• [Saved data entries]
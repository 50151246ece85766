//! Tests for the WebSocket status stream and its protocol.

use std::sync::Arc;
use std::time::Duration;

use quizdraft_engine::{ExecutionResult, Identity, OpKind, Record, SaveState, StatusReport};
use quizdraft_server::autosave::CycleSummary;
use quizdraft_server::config::AutosaveConfig;
use quizdraft_server::quiz_schema::quiz_schema;
use quizdraft_server::remote::MemoryStore;
use quizdraft_server::session::Session;
use quizdraft_server::websocket::{ClientMessage, ServerMessage};
use serde_json::json;

#[cfg(test)]
mod websocket_protocol_tests {
    use super::*;

    #[test]
    fn test_saved_message_serialization() {
        let mut result = ExecutionResult::new();
        result.succeeded(
            "questions",
            Identity::provisional("1"),
            OpKind::Insert,
            Some("Q7".to_string()),
        );
        let msg = ServerMessage::Saved {
            summary: CycleSummary::completed(4, result),
            request_id: Some("req-9".to_string()),
        };

        let json = serde_json::to_value(&msg).unwrap();
        assert_eq!(json["type"], "saved");
        assert_eq!(json["request_id"], "req-9");
        assert_eq!(json["summary"]["cycle"], 4);
        assert_eq!(json["summary"]["verdict"], "success");
        assert_eq!(json["summary"]["outcomes"][0]["target"], "new-1");
        assert_eq!(json["summary"]["outcomes"][0]["status"]["assigned"], "Q7");
    }

    #[test]
    fn test_error_status_carries_failures() {
        let msg = ServerMessage::status(StatusReport {
            state: SaveState::Error {
                failed: Vec::new(),
                message: Some("remote store unavailable".to_string()),
            },
            pending_changes: 2,
            cycle: 1,
        });
        let json = serde_json::to_value(&msg).unwrap();
        assert_eq!(json["type"], "status");
        assert_eq!(json["state"], "error");
        assert_eq!(json["message"], "remote store unavailable");
        assert_eq!(json["pendingChanges"], 2);
    }

    #[test]
    fn test_unknown_message_is_rejected() {
        let result: Result<ClientMessage, _> = serde_json::from_str(r#"{"type": "pull"}"#);
        assert!(result.is_err());
    }
}

#[cfg(test)]
mod status_stream_tests {
    use super::*;
    use tokio::time::sleep;

    #[tokio::test(start_paused = true)]
    async fn test_stream_follows_cycle() {
        let store = Arc::new(MemoryStore::new());
        store.seed("quizzes", Record::new("quiz-1", json!({"title": "Capitals"})));
        let session = Session::open(store, quiz_schema(), "quiz-1", AutosaveConfig::default())
            .await
            .unwrap();

        let mut rx = session.subscribe();
        let seen = tokio::spawn(async move {
            let mut states = Vec::new();
            while rx.changed().await.is_ok() {
                let state = rx.borrow_and_update().state.clone();
                if states.last() != Some(&state) {
                    states.push(state);
                }
                if states.len() == 4 {
                    break;
                }
            }
            states
        });

        session
            .insert("levels", None, json!({"name": "Beginner"}))
            .unwrap();
        sleep(Duration::from_secs(10)).await;

        let states = seen.await.unwrap();
        assert_eq!(
            states,
            vec![
                SaveState::Pending,
                SaveState::Saving,
                SaveState::Saved,
                SaveState::Idle
            ]
        );
    }
}
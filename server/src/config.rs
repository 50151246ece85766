//! Configuration management for the server.

use std::env;
use std::time::Duration;

/// Autosave timing.
#[derive(Debug, Clone, Copy, PartialEq, Eq)]
pub struct AutosaveConfig {
    /// Quiet period after the last edit before a cycle starts
    pub debounce: Duration,
    /// How long `saved` / `error` stay visible before returning to idle
    pub saved_display: Duration,
}

impl Default for AutosaveConfig {
    fn default() -> Self {
        Self {
            debounce: Duration::from_millis(1500),
            saved_display: Duration::from_millis(2000),
        }
    }
}

/// Server configuration loaded from environment variables.
#[derive(Debug, Clone)]
pub struct Config {
    /// Server host address
    pub host: String,
    /// Server port
    pub port: u16,
    /// PostgreSQL connection URL; records are kept in memory without one
    pub database_url: Option<String>,
    /// Maximum pool size
    pub database_max_connections: u32,
    /// Autosave timing
    pub autosave: AutosaveConfig,
}

impl Config {
    /// Load configuration from environment variables.
    pub fn from_env() -> Result<Self, ConfigError> {
        Self::from_vars(|key| env::var(key).ok())
    }

    /// Load configuration through a variable lookup.
    pub fn from_vars<F>(var: F) -> Result<Self, ConfigError>
    where
        F: Fn(&str) -> Option<String>,
    {
        let host = var("HOST").unwrap_or_else(|| "0.0.0.0".to_string());

        let port = var("PORT")
            .unwrap_or_else(|| "3000".to_string())
            .parse()
            .map_err(|_| ConfigError::InvalidPort)?;

        let database_url = var("DATABASE_URL").filter(|url| !url.is_empty());

        let database_max_connections = parse_number(&var, "DATABASE_MAX_CONNECTIONS", 10)?;

        let defaults = AutosaveConfig::default();
        let autosave = AutosaveConfig {
            debounce: Duration::from_millis(parse_number(
                &var,
                "AUTOSAVE_DEBOUNCE_MS",
                defaults.debounce.as_millis() as u64,
            )?),
            saved_display: Duration::from_millis(parse_number(
                &var,
                "AUTOSAVE_SAVED_DISPLAY_MS",
                defaults.saved_display.as_millis() as u64,
            )?),
        };

        Ok(Self {
            host,
            port,
            database_url,
            database_max_connections,
            autosave,
        })
    }
}

fn parse_number<F, T>(var: &F, key: &'static str, default: T) -> Result<T, ConfigError>
where
    F: Fn(&str) -> Option<String>,
    T: std::str::FromStr,
{
    match var(key) {
        Some(value) => value
            .trim()
            .parse()
            .map_err(|_| ConfigError::InvalidNumber(key)),
        None => Ok(default),
    }
}

/// Configuration errors.
#[derive(Debug, thiserror::Error)]
pub enum ConfigError {
    #[error("Invalid PORT value")]
    InvalidPort,

    #[error("Invalid {0} value")]
    InvalidNumber(&'static str),
}

#[cfg(test)]
mod tests {
    use super::*;
    use std::collections::HashMap;

    fn lookup(vars: &[(&str, &str)]) -> impl Fn(&str) -> Option<String> {
        let vars: HashMap<String, String> = vars
            .iter()
            .map(|(k, v)| (k.to_string(), v.to_string()))
            .collect();
        move |key| vars.get(key).cloned()
    }

    #[test]
    fn defaults() {
        let config = Config::from_vars(lookup(&[])).unwrap();
        assert_eq!(config.host, "0.0.0.0");
        assert_eq!(config.port, 3000);
        assert!(config.database_url.is_none());
        assert_eq!(config.database_max_connections, 10);
        assert_eq!(config.autosave, AutosaveConfig::default());
    }

    #[test]
    fn overrides() {
        let config = Config::from_vars(lookup(&[
            ("PORT", "8080"),
            ("DATABASE_URL", "postgres://localhost/quizdraft"),
            ("AUTOSAVE_DEBOUNCE_MS", "300"),
            ("AUTOSAVE_SAVED_DISPLAY_MS", "500"),
        ]))
        .unwrap();

        assert_eq!(config.port, 8080);
        assert_eq!(
            config.database_url.as_deref(),
            Some("postgres://localhost/quizdraft")
        );
        assert_eq!(config.autosave.debounce, Duration::from_millis(300));
        assert_eq!(config.autosave.saved_display, Duration::from_millis(500));
    }

    #[test]
    fn invalid_values() {
        assert!(matches!(
            Config::from_vars(lookup(&[("PORT", "http")])),
            Err(ConfigError::InvalidPort)
        ));
        assert!(matches!(
            Config::from_vars(lookup(&[("AUTOSAVE_DEBOUNCE_MS", "-1")])),
            Err(ConfigError::InvalidNumber("AUTOSAVE_DEBOUNCE_MS"))
        ));
    }
}
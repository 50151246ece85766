//! HTTP route tests.
//!
//! Requests go straight into the router with `oneshot`; one test runs the
//! server on an ephemeral port and drives it with `reqwest`.

use std::sync::Arc;

use axum::body::{to_bytes, Body};
use axum::http::{Request, StatusCode};
use axum::Router;
use quizdraft_engine::Record;
use quizdraft_server::config::Config;
use quizdraft_server::quiz_schema::quiz_schema;
use quizdraft_server::remote::{CallKind, MemoryStore};
use quizdraft_server::{app, AppState};
use serde_json::{json, Value};
use tower::ServiceExt;

fn test_config() -> Config {
    Config::from_vars(|_| None).unwrap()
}

fn setup() -> (Router, Arc<MemoryStore>) {
    let store = Arc::new(MemoryStore::new());
    store.seed("quizzes", Record::new("quiz-1", json!({"title": "Capitals"})));
    store.seed(
        "questions",
        Record::new("Q1", json!({"text": "France?", "quiz_id": "quiz-1"})),
    );
    store.seed(
        "answers",
        Record::new("A9", json!({"text": "Lyon", "question_id": "Q1"})),
    );
    let state = AppState::new(store.clone(), quiz_schema(), test_config());
    (app(state), store)
}

async fn send(app: &Router, method: &str, uri: &str, body: Option<Value>) -> (StatusCode, Value) {
    let request = Request::builder()
        .method(method)
        .uri(uri)
        .header("content-type", "application/json")
        .body(match body {
            Some(body) => Body::from(body.to_string()),
            None => Body::empty(),
        })
        .unwrap();

    let response = app.clone().oneshot(request).await.unwrap();
    let status = response.status();
    let bytes = to_bytes(response.into_body(), usize::MAX).await.unwrap();
    let value = if bytes.is_empty() {
        Value::Null
    } else {
        serde_json::from_slice(&bytes).unwrap()
    };
    (status, value)
}

async fn open_quiz(app: &Router) -> String {
    let (status, body) = send(app, "POST", "/sessions", Some(json!({"quizId": "quiz-1"}))).await;
    assert_eq!(status, StatusCode::CREATED);
    body["sessionId"].as_str().unwrap().to_string()
}

#[tokio::test]
async fn health_reports_sessions() {
    let (app, _store) = setup();
    open_quiz(&app).await;

    let (status, body) = send(&app, "GET", "/health", None).await;
    assert_eq!(status, StatusCode::OK);
    assert_eq!(body["status"], "ok");
    assert_eq!(body["sessions"], 1);
}

#[tokio::test]
async fn open_edit_and_save() {
    let (app, store) = setup();
    let sid = open_quiz(&app).await;

    let (status, body) = send(
        &app,
        "POST",
        &format!("/sessions/{sid}/collections/questions"),
        Some(json!({"content": {"text": "Spain?"}})),
    )
    .await;
    assert_eq!(status, StatusCode::CREATED);
    assert_eq!(body["id"], "new-1");
    assert_eq!(body["status"]["state"], "pending");

    let (status, _) = send(
        &app,
        "POST",
        &format!("/sessions/{sid}/collections/answers"),
        Some(json!({"parent": "new-1", "content": {"text": "Madrid", "correct": true}})),
    )
    .await;
    assert_eq!(status, StatusCode::CREATED);

    let (status, body) = send(
        &app,
        "DELETE",
        &format!("/sessions/{sid}/collections/answers/A9"),
        None,
    )
    .await;
    assert_eq!(status, StatusCode::OK);
    assert_eq!(body["removed"], 1);
    assert_eq!(body["status"]["pendingChanges"], 3);

    let (status, summary) = send(&app, "POST", &format!("/sessions/{sid}/save"), None).await;
    assert_eq!(status, StatusCode::OK);
    assert_eq!(summary["verdict"], "success");
    assert_eq!(summary["operations"], 3);

    let (_, status_body) = send(&app, "GET", &format!("/sessions/{sid}/status"), None).await;
    assert_eq!(status_body["state"], "saved");
    assert_eq!(status_body["pendingChanges"], 0);

    let answers = store.records("answers");
    assert_eq!(answers.len(), 1);
    assert_eq!(answers[0].payload["question_id"], "r1");
}

#[tokio::test]
async fn invalid_edits_are_rejected() {
    let (app, _store) = setup();
    let sid = open_quiz(&app).await;

    // Missing required field.
    let (status, body) = send(
        &app,
        "POST",
        &format!("/sessions/{sid}/collections/questions"),
        Some(json!({"content": {"position": 1}})),
    )
    .await;
    assert_eq!(status, StatusCode::BAD_REQUEST);
    assert!(body["error"].as_str().unwrap().contains("text"));

    // Answer without a parent question.
    let (status, _) = send(
        &app,
        "POST",
        &format!("/sessions/{sid}/collections/answers"),
        Some(json!({"content": {"text": "Madrid"}})),
    )
    .await;
    assert_eq!(status, StatusCode::BAD_REQUEST);

    let (status, _) = send(
        &app,
        "PUT",
        &format!("/sessions/{sid}/collections/questions/Q404"),
        Some(json!({"content": {"text": "?"}})),
    )
    .await;
    assert_eq!(status, StatusCode::NOT_FOUND);

    let (status, _) = send(
        &app,
        "PUT",
        &format!("/sessions/{sid}/collections/questions/Q1"),
        Some(json!({})),
    )
    .await;
    assert_eq!(status, StatusCode::BAD_REQUEST);

    let (status, _) = send(&app, "GET", "/sessions/missing", None).await;
    assert_eq!(status, StatusCode::NOT_FOUND);
}

#[tokio::test]
async fn draft_publish_flow() {
    let (app, store) = setup();
    let (status, body) = send(
        &app,
        "POST",
        "/sessions",
        Some(json!({"fields": {"title": "Oceans"}})),
    )
    .await;
    assert_eq!(status, StatusCode::CREATED);
    assert!(body["quizId"].is_null());
    let sid = body["sessionId"].as_str().unwrap().to_string();

    send(
        &app,
        "POST",
        &format!("/sessions/{sid}/collections/levels"),
        Some(json!({"content": {"name": "Sailor", "min_score": 0}})),
    )
    .await;

    // Nothing to save into until the quiz exists.
    let (status, _) = send(&app, "POST", &format!("/sessions/{sid}/save"), None).await;
    assert_eq!(status, StatusCode::CONFLICT);

    let (status, body) = send(&app, "POST", &format!("/sessions/{sid}/publish"), None).await;
    assert_eq!(status, StatusCode::OK);
    let quiz_id = body["quizId"].as_str().unwrap().to_string();

    let (status, _) = send(&app, "POST", &format!("/sessions/{sid}/publish"), None).await;
    assert_eq!(status, StatusCode::CONFLICT);

    let (_, summary) = send(&app, "POST", &format!("/sessions/{sid}/save"), None).await;
    assert_eq!(summary["verdict"], "success");
    assert_eq!(store.records("levels")[0].payload["quiz_id"], quiz_id.as_str());
}

#[tokio::test]
async fn closed_session_is_gone() {
    let (app, store) = setup();
    let sid = open_quiz(&app).await;

    send(
        &app,
        "PUT",
        &format!("/sessions/{sid}/root"),
        Some(json!({"title": "Capitals of Europe"})),
    )
    .await;
    let (status, _) = send(&app, "DELETE", &format!("/sessions/{sid}"), None).await;
    assert_eq!(status, StatusCode::NO_CONTENT);

    let (status, _) = send(&app, "GET", &format!("/sessions/{sid}"), None).await;
    assert_eq!(status, StatusCode::NOT_FOUND);
    // The pending timer died with the session.
    assert!(store.writes().iter().all(|c| c.kind != CallKind::Update));
}

#[tokio::test]
async fn serve_over_tcp() {
    let (app, _store) = setup();
    let listener = tokio::net::TcpListener::bind("127.0.0.1:0").await.unwrap();
    let addr = listener.local_addr().unwrap();
    tokio::spawn(async move {
        axum::serve(listener, app).await.unwrap();
    });

    let client = reqwest::Client::new();
    let body: Value = client
        .post(format!("http://{addr}/sessions"))
        .json(&json!({"quizId": "quiz-1"}))
        .send()
        .await
        .unwrap()
        .json()
        .await
        .unwrap();
    let sid = body["sessionId"].as_str().unwrap();
    assert_eq!(body["tree"]["collections"]["questions"][0]["id"], "Q1");

    let response = client
        .put(format!("http://{addr}/sessions/{sid}/collections/questions/Q1"))
        .json(&json!({"content": {"text": "Germany?"}}))
        .send()
        .await
        .unwrap();
    assert_eq!(response.status(), reqwest::StatusCode::OK);

    let summary: Value = client
        .post(format!("http://{addr}/sessions/{sid}/save"))
        .send()
        .await
        .unwrap()
        .json()
        .await
        .unwrap();
    assert_eq!(summary["verdict"], "success");
}
//! # Quizdraft Engine
//!
//! Incremental autosave reconciliation for a document editor.
//!
//! The engine keeps an in-memory tree of entities (a root document plus
//! collections hanging off it), remembers what was last confirmed by the
//! remote store, and works out the smallest set of remote operations that
//! brings the store up to date. It is deterministic: the same tree and
//! snapshot always produce the same plan.
//!
//! ## Design Principles
//!
//! - **No IO**: the engine never talks to the remote store itself; the
//!   server crate executes plans and reports back
//! - **Deterministic**: ordered maps everywhere, so diffs and plans are stable
//! - **Testable**: pure logic, no mocks needed
//!
//! ## Core Concepts
//!
//! ### Identities
//!
//! An [`Identity`] is either provisional (minted locally when the entity was
//! created) or persisted (assigned by the remote store). Children of an
//! unsaved parent point at its provisional identity until the parent's insert
//! is confirmed.
//!
//! ### Snapshot and diff
//!
//! The [`Snapshot`] is the last state known to be persisted. [`diff`] compares
//! it with the [`EntityTree`] and reports dirty and deleted entities.
//!
//! ### Save plans
//!
//! A [`SavePlan`] groups the diff into waves: deletes, updates, inserts, then
//! writes that depend on an insert from the same cycle.
//!
//! ### Status
//!
//! [`StatusMachine`] tracks idle / pending / saving / saved / error.
//!
//! ## Quick Start
//!
//! ```rust
//! use quizdraft_engine::{
//!     CollectionSchema, FieldDef, FieldType, Identity, Record, Schema, Workspace,
//! };
//! use serde_json::json;
//! use std::collections::BTreeMap;
//!
//! let schema = Schema::new(
//!     CollectionSchema::new("quizzes", vec![FieldDef::required("title", FieldType::String)]),
//!     "quiz_id",
//! )
//! .with_collection(CollectionSchema::new("questions", vec![]))
//! .with_collection(CollectionSchema::new("answers", vec![]).child_of("questions", "question_id"));
//!
//! let mut ws = Workspace::load(
//!     schema,
//!     Record::new("quiz-1", json!({"title": "Capitals"})),
//!     BTreeMap::new(),
//! )
//! .unwrap();
//!
//! let question = ws.insert("questions", None, json!({"text": "France?"})).unwrap();
//! ws.insert("answers", Some(question.clone()), json!({"text": "Paris"})).unwrap();
//!
//! let plan = ws.plan().unwrap();
//! assert_eq!(plan.inserts.len(), 1);
//! assert_eq!(plan.dependents.len(), 1);
//! assert_eq!(question, Identity::provisional("1"));
//! ```

pub mod dirty;
pub mod error;
pub mod identity;
pub mod operation;
pub mod outcome;
pub mod plan;
pub mod record;
pub mod schema;
pub mod snapshot;
pub mod status;
pub mod tree;
pub mod workspace;

// Re-export main types at crate root
pub use dirty::{diff, Diff};
pub use error::Error;
pub use identity::{Identity, PROVISIONAL_PREFIX};
pub use operation::{DeleteOp, InsertOp, OpKind, Operation, UpdateOp};
pub use outcome::{
    EntityOutcome, ExecutionResult, FailedEntity, FailureReason, OutcomeStatus, Verdict,
};
pub use plan::{IdentityMap, PlannedDelete, PlannedWrite, ResolvedWrite, SavePlan};
pub use record::Record;
pub use schema::{CollectionSchema, FieldDef, FieldType, ParentLink, Schema};
pub use snapshot::{Snapshot, SnapshotEntry};
pub use status::{SaveState, StatusMachine, StatusReport};
pub use tree::{Entity, EntityTree, RootDocument};
pub use workspace::Workspace;

/// Type aliases for clarity
pub type RecordId = String;
pub type CollectionName = String;
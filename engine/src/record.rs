//! Records as exchanged with the remote store.

use crate::RecordId;
use serde::{Deserialize, Serialize};

/// A record as the remote store holds it: an assigned id and a JSON payload.
///
/// The payload carries link fields (`quiz_id`, `question_id`); the workspace
/// splits them off when it builds the entity tree.
#[derive(Debug, Clone, PartialEq, Serialize, Deserialize)]
#[serde(rename_all = "camelCase")]
pub struct Record {
    /// Id assigned by the remote store
    pub id: RecordId,
    /// The record payload (JSON object)
    pub payload: serde_json::Value,
}

impl Record {
    /// Create a new record.
    pub fn new(id: impl Into<RecordId>, payload: serde_json::Value) -> Self {
        Self {
            id: id.into(),
            payload,
        }
    }

    /// Read a string field from the payload.
    pub fn str_field(&self, field: &str) -> Option<&str> {
        self.payload.get(field)?.as_str()
    }
}
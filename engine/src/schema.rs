//! Schema definition and validation.
//!
//! A schema describes the root document collection and the collections that
//! hang off it. Child collections point at a parent collection through a link
//! field (`answers.question_id`); top-level collections point at the root
//! document through the schema's root field (`questions.quiz_id`).
//!
//! Link fields are owned by the engine. They are stripped from entity content
//! when records are loaded or edited, and attached again when a remote
//! payload is built, so that content comparison never sees them.

use crate::{error::Result, CollectionName, Error, RecordId};
use serde::{Deserialize, Serialize};
use serde_json::Value;
use std::collections::BTreeMap;

/// Value kinds a content field may hold.
#[derive(Debug, Clone, Copy, PartialEq, Eq, Serialize, Deserialize)]
#[serde(rename_all = "lowercase")]
pub enum FieldType {
    String,
    Int,
    Float,
    Bool,
    /// RFC 3339 date-time string
    Timestamp,
    /// Any JSON value, stored as-is (media, styling, translation tables)
    Json,
}

impl FieldType {
    /// Name used in serialized schemas and error messages.
    pub fn as_str(self) -> &'static str {
        match self {
            FieldType::String => "string",
            FieldType::Int => "int",
            FieldType::Float => "float",
            FieldType::Bool => "bool",
            FieldType::Timestamp => "timestamp",
            FieldType::Json => "json",
        }
    }

    fn accepts(self, value: &Value) -> bool {
        match self {
            FieldType::String => value.is_string(),
            FieldType::Int => value.is_i64() || value.is_u64(),
            FieldType::Float => value.is_number(),
            FieldType::Bool => value.is_boolean(),
            FieldType::Timestamp => value
                .as_str()
                .is_some_and(|s| chrono::DateTime::parse_from_rfc3339(s).is_ok()),
            FieldType::Json => true,
        }
    }
}

impl std::fmt::Display for FieldType {
    fn fmt(&self, f: &mut std::fmt::Formatter<'_>) -> std::fmt::Result {
        f.write_str(self.as_str())
    }
}

/// A named content field of a collection.
#[derive(Debug, Clone, PartialEq, Eq, Serialize, Deserialize)]
#[serde(rename_all = "camelCase")]
pub struct FieldDef {
    pub name: String,
    pub field_type: FieldType,
    /// Absent and null values are rejected when set
    pub required: bool,
}

impl FieldDef {
    pub fn required(name: impl Into<String>, field_type: FieldType) -> Self {
        Self {
            name: name.into(),
            field_type,
            required: true,
        }
    }

    pub fn optional(name: impl Into<String>, field_type: FieldType) -> Self {
        Self {
            required: false,
            ..Self::required(name, field_type)
        }
    }

    /// Check one content value. Null counts as absent.
    pub fn validate(&self, value: Option<&Value>) -> Result<()> {
        match value.filter(|v| !v.is_null()) {
            None if self.required => Err(Error::MissingRequiredField(self.name.clone())),
            None => Ok(()),
            Some(v) if self.field_type.accepts(v) => Ok(()),
            Some(v) => Err(mismatch(&self.name, self.field_type, v)),
        }
    }
}

fn mismatch(field: &str, expected: FieldType, got: &Value) -> Error {
    let got = match got {
        Value::String(_) if expected == FieldType::Timestamp => "non-RFC 3339 string",
        Value::Null => "null",
        Value::Bool(_) => "bool",
        Value::Number(n) if n.is_f64() => "float",
        Value::Number(_) => "int",
        Value::String(_) => "string",
        Value::Array(_) => "array",
        Value::Object(_) => "object",
    };
    Error::TypeMismatch {
        field: field.to_string(),
        expected: expected.to_string(),
        got: got.to_string(),
    }
}

/// Link from a child collection to its parent collection.
#[derive(Debug, Clone, PartialEq, Eq, Serialize, Deserialize)]
#[serde(rename_all = "camelCase")]
pub struct ParentLink {
    /// Parent collection name
    pub collection: CollectionName,
    /// Field on the child that holds the parent's id
    pub field: String,
}

/// Schema for a collection.
#[derive(Debug, Clone, PartialEq, Eq, Serialize, Deserialize)]
#[serde(rename_all = "camelCase")]
pub struct CollectionSchema {
    /// Collection name
    pub name: CollectionName,
    /// Field definitions
    pub fields: Vec<FieldDef>,
    /// Parent collection, for nested collections
    #[serde(default, skip_serializing_if = "Option::is_none")]
    pub parent: Option<ParentLink>,
}

impl CollectionSchema {
    /// Create a new collection schema.
    pub fn new(name: impl Into<CollectionName>, fields: Vec<FieldDef>) -> Self {
        Self {
            name: name.into(),
            fields,
            parent: None,
        }
    }

    /// Builder-style method to nest this collection under a parent collection.
    pub fn child_of(
        mut self,
        collection: impl Into<CollectionName>,
        field: impl Into<String>,
    ) -> Self {
        self.parent = Some(ParentLink {
            collection: collection.into(),
            field: field.into(),
        });
        self
    }

    /// Check entity content against the collection's fields. Unknown keys
    /// pass through untouched.
    pub fn validate_payload(&self, content: &Value) -> Result<()> {
        let Some(obj) = content.as_object() else {
            return Err(Error::InvalidPayload(format!(
                "{} content must be an object",
                self.name
            )));
        };
        self.fields
            .iter()
            .try_for_each(|field| field.validate(obj.get(&field.name)))
    }
}

/// Schema for a root document and its collections.
#[derive(Debug, Clone, PartialEq, Eq, Serialize, Deserialize)]
#[serde(rename_all = "camelCase")]
pub struct Schema {
    /// Root document collection
    pub root: CollectionSchema,
    /// Field on top-level collections that holds the root document's id
    pub root_field: String,
    /// Non-root collection schemas by name
    pub collections: BTreeMap<CollectionName, CollectionSchema>,
}

impl Schema {
    /// Create a new schema around a root collection.
    pub fn new(root: CollectionSchema, root_field: impl Into<String>) -> Self {
        Self {
            root,
            root_field: root_field.into(),
            collections: BTreeMap::new(),
        }
    }

    pub fn with_collection(mut self, collection: CollectionSchema) -> Self {
        self.collections.insert(collection.name.clone(), collection);
        self
    }

    pub fn get_collection(&self, name: &str) -> Option<&CollectionSchema> {
        self.collections.get(name)
    }

    /// Get a collection schema by name, or fail.
    pub fn collection(&self, name: &str) -> Result<&CollectionSchema> {
        self.collections
            .get(name)
            .ok_or_else(|| Error::CollectionNotFound(name.to_string()))
    }

    /// Check structural rules: parents exist, are not the root, and are not
    /// themselves nested.
    pub fn validate(&self) -> Result<()> {
        if self.collections.contains_key(&self.root.name) {
            return Err(Error::InvalidSchema(format!(
                "root collection '{}' is also listed as a child collection",
                self.root.name
            )));
        }

        for collection in self.collections.values() {
            let Some(link) = &collection.parent else {
                continue;
            };
            if link.collection == collection.name {
                return Err(Error::InvalidSchema(format!(
                    "collection '{}' cannot be its own parent",
                    collection.name
                )));
            }
            let parent = self.collections.get(&link.collection).ok_or_else(|| {
                Error::InvalidSchema(format!(
                    "collection '{}' names unknown parent '{}'",
                    collection.name, link.collection
                ))
            })?;
            if parent.parent.is_some() {
                return Err(Error::InvalidSchema(format!(
                    "collection '{}' nests more than two levels deep",
                    collection.name
                )));
            }
        }

        Ok(())
    }

    /// Nesting depth of a collection: 0 for top-level, 1 for children.
    pub fn depth(&self, name: &str) -> Result<usize> {
        Ok(match self.collection(name)?.parent {
            Some(_) => 1,
            None => 0,
        })
    }

    /// Collection names with parents before their children.
    pub fn load_order(&self) -> Vec<&CollectionName> {
        let (top, nested): (Vec<_>, Vec<_>) = self
            .collections
            .values()
            .partition(|c| c.parent.is_none());
        top.into_iter().chain(nested).map(|c| &c.name).collect()
    }

    /// Name of the field that links a collection's records to their owner.
    pub fn link_field(&self, name: &str) -> Result<&str> {
        Ok(match &self.collection(name)?.parent {
            Some(link) => link.field.as_str(),
            None => self.root_field.as_str(),
        })
    }

    /// Remove the link field from content, if present.
    pub fn strip_link(&self, name: &str, content: &mut Value) -> Result<()> {
        let field = self.link_field(name)?;
        if let Some(obj) = content.as_object_mut() {
            obj.remove(field);
        }
        Ok(())
    }

    /// Split a remote payload into the owner id and the content.
    pub fn detach_link(&self, name: &str, mut payload: Value) -> Result<(RecordId, Value)> {
        let field = self.link_field(name)?;
        let obj = payload
            .as_object_mut()
            .ok_or_else(|| Error::InvalidPayload(format!("{name} payload must be an object")))?;
        let owner = match obj.remove(field) {
            Some(Value::String(id)) => id,
            Some(other) => return Err(mismatch(field, FieldType::String, &other)),
            None => return Err(Error::MissingRequiredField(field.to_string())),
        };
        Ok((owner, payload))
    }

    /// Build the remote payload for content owned by `owner`.
    pub fn attach_link(&self, name: &str, content: &Value, owner: &str) -> Result<Value> {
        let field = self.link_field(name)?;
        let mut payload = content.clone();
        let obj = payload
            .as_object_mut()
            .ok_or_else(|| Error::InvalidPayload(format!("{name} payload must be an object")))?;
        obj.insert(field.to_string(), Value::String(owner.to_string()));
        Ok(payload)
    }
}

• [What to work on]
The lines needed run from the first line of the data through the line containing "use quizdraft_server::session::Session;"; give them again exactly and nothing else.

• [Result of this exercise]
repository 50151246ece85766
//! Tests for the WebSocket status stream and its protocol.

use std::sync::Arc;
use std::time::Duration;

use quizdraft_engine::{ExecutionResult, Identity, OpKind, Record, SaveState, StatusReport};
use quizdraft_server::autosave::CycleSummary;
use quizdraft_server::config::AutosaveConfig;
use quizdraft_server::quiz_schema::quiz_schema;
use quizdraft_server::remote::MemoryStore;
use quizdraft_server::session::Session;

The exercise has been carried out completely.